Oracle Data cleansing Decision Support System Team
Oracle Database Tips by Donald Burleson
Data cleansing is a critical task for all Oracle
data warehouses. It's not "special" or "unique" to any shop, and
the data cleansing problem is very well-understood. Oracle 10g
Warehouse Builder contains built-in data cleaning tools (data
profiling), and tools for data scrubbing are freely available over
In our experience, a savvy team of Oracle
professionals can create a Decision Support System (DSS) to identify
and resolve the low-hanging fruit (the 80/20 rule) and cleanse a
trillion byte database in a matter of weeks.

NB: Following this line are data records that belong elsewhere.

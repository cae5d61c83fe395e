//! Running local programs with a timeout

use anyhow::{Context, Result};
use std::io::ErrorKind;
use std::path::Path;
use std::process::Stdio;
use std::sync::{Arc, Mutex};
use std::time::Duration;
use tokio::io::{AsyncRead, AsyncReadExt};
use tokio::process::{Child, Command};
use tokio::task::JoinHandle;
use tracing::{debug, warn};

/// Time a program gets to exit after SIGTERM before the group is killed
const KILL_GRACE: Duration = Duration::from_secs(2);

/// How long output is still collected once the program itself is gone.
/// Descendants that keep the pipes open are not waited for.
const DRAIN_GRACE: Duration = Duration::from_millis(500);

/// Outcome of running a program
#[derive(Debug, Clone, PartialEq, Eq)]
pub enum ProgramRun {
    /// Program exited on its own
    Completed { code: Option<i32>, output: String },
    /// Program was stopped after the timeout
    TimedOut { output: String },
    /// Path does not exist or cannot be executed
    NotRunnable,
}

/// Check that `path` is a regular file the current user may execute
pub fn is_executable(path: &Path) -> bool {
    let Ok(meta) = std::fs::metadata(path) else {
        return false;
    };
    if !meta.is_file() {
        return false;
    }

    #[cfg(unix)]
    {
        use std::os::unix::fs::PermissionsExt;
        meta.permissions().mode() & 0o111 != 0
    }

    #[cfg(not(unix))]
    {
        true
    }
}

/// Run `path` with `args`, capturing combined stdout/stderr.
///
/// The program runs in its own process group. On timeout the whole group is
/// terminated, so the call returns within `timeout` plus the kill and drain
/// grace periods even when the program forked.
pub async fn run_program(path: &Path, args: &[String], timeout: Duration) -> Result<ProgramRun> {
    if !is_executable(path) {
        return Ok(ProgramRun::NotRunnable);
    }

    let mut command = Command::new(path);
    command
        .args(args)
        .stdin(Stdio::null())
        .stdout(Stdio::piped())
        .stderr(Stdio::piped())
        .kill_on_drop(true);
    #[cfg(unix)]
    command.process_group(0);

    let mut child = match command.spawn() {
        Ok(child) => child,
        Err(e) if matches!(e.kind(), ErrorKind::NotFound | ErrorKind::PermissionDenied) => {
            debug!(path = %path.display(), error = %e, "Program not runnable");
            return Ok(ProgramRun::NotRunnable);
        }
        Err(e) => {
            return Err(e).with_context(|| format!("Failed to start {}", path.display()));
        }
    };
    let pid = child.id();

    let stdout = Capture::spawn(child.stdout.take());
    let stderr = Capture::spawn(child.stderr.take());

    let code = match tokio::time::timeout(timeout, child.wait()).await {
        Ok(status) => Some(status.context("Failed to wait for program")?.code()),
        Err(_) => {
            warn!(path = %path.display(), timeout_secs = timeout.as_secs(), "Program timed out");
            terminate(&mut child, pid).await;
            None
        }
    };

    let (mut output, err) = tokio::join!(stdout.finish(), stderr.finish());
    if !err.is_empty() {
        if !output.is_empty() {
            output.push_str("\n--- stderr ---\n");
        }
        output.push_str(&err);
    }

    Ok(match code {
        Some(code) => ProgramRun::Completed { code, output },
        None => ProgramRun::TimedOut { output },
    })
}

/// Output collected in the background so a partial read survives a timeout
struct Capture {
    buffer: Arc<Mutex<Vec<u8>>>,
    task: JoinHandle<()>,
}

impl Capture {
    fn spawn<R>(reader: Option<R>) -> Self
    where
        R: AsyncRead + Unpin + Send + 'static,
    {
        let buffer = Arc::new(Mutex::new(Vec::new()));
        let sink = Arc::clone(&buffer);

        let task = tokio::spawn(async move {
            let Some(mut reader) = reader else {
                return;
            };
            let mut chunk = [0u8; 4096];
            loop {
                match reader.read(&mut chunk).await {
                    Ok(0) | Err(_) => break,
                    Ok(n) => {
                        if let Ok(mut buf) = sink.lock() {
                            buf.extend_from_slice(&chunk[..n]);
                        }
                    }
                }
            }
        });

        Self { buffer, task }
    }

    async fn finish(self) -> String {
        let mut task = self.task;
        if tokio::time::timeout(DRAIN_GRACE, &mut task).await.is_err() {
            debug!("Pipe still held open by a descendant, stopped reading");
            task.abort();
        }

        let bytes = self.buffer.lock().map(|b| b.clone()).unwrap_or_default();
        String::from_utf8_lossy(&bytes).trim_end().to_string()
    }
}

/// SIGTERM the process group, then SIGKILL whatever is left of it
async fn terminate(child: &mut Child, pid: Option<u32>) {
    signal_group(pid, false);
    let exited = tokio::time::timeout(KILL_GRACE, child.wait()).await.is_ok();

    // Descendants that ignored SIGTERM
    signal_group(pid, true);
    if !exited {
        let _ = child.start_kill();
        let _ = child.wait().await;
    }
}

#[cfg(unix)]
fn signal_group(pid: Option<u32>, kill: bool) {
    let Some(pid) = pid else {
        return;
    };
    let signal = if kill { libc::SIGKILL } else { libc::SIGTERM };
    // Negative pid addresses the whole group
    unsafe {
        libc::kill(-(pid as i32), signal);
    }
}

#[cfg(not(unix))]
fn signal_group(_pid: Option<u32>, _kill: bool) {}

A DSS is an interactive system that
incorporates known rules about data anomalies and provides the Data
Quality Officer (DQO) with a tool to quickly identify and scrub
errors. As the DSS evolves and the rules are refined to 100%
reliability, some system components are automated, providing an
"expert system" component to reduce the manual workload of the DQO.
If we start by examining known data errors to
find common patterns, the Oracle team can design programs to detect
these types of errors and quickly clean-up a large amount of
transposition errors, and successively refine the model to identify
less obvious data anomalies. We can also search for statistical
"outliers", data that violates the norms of the database as-a-whole.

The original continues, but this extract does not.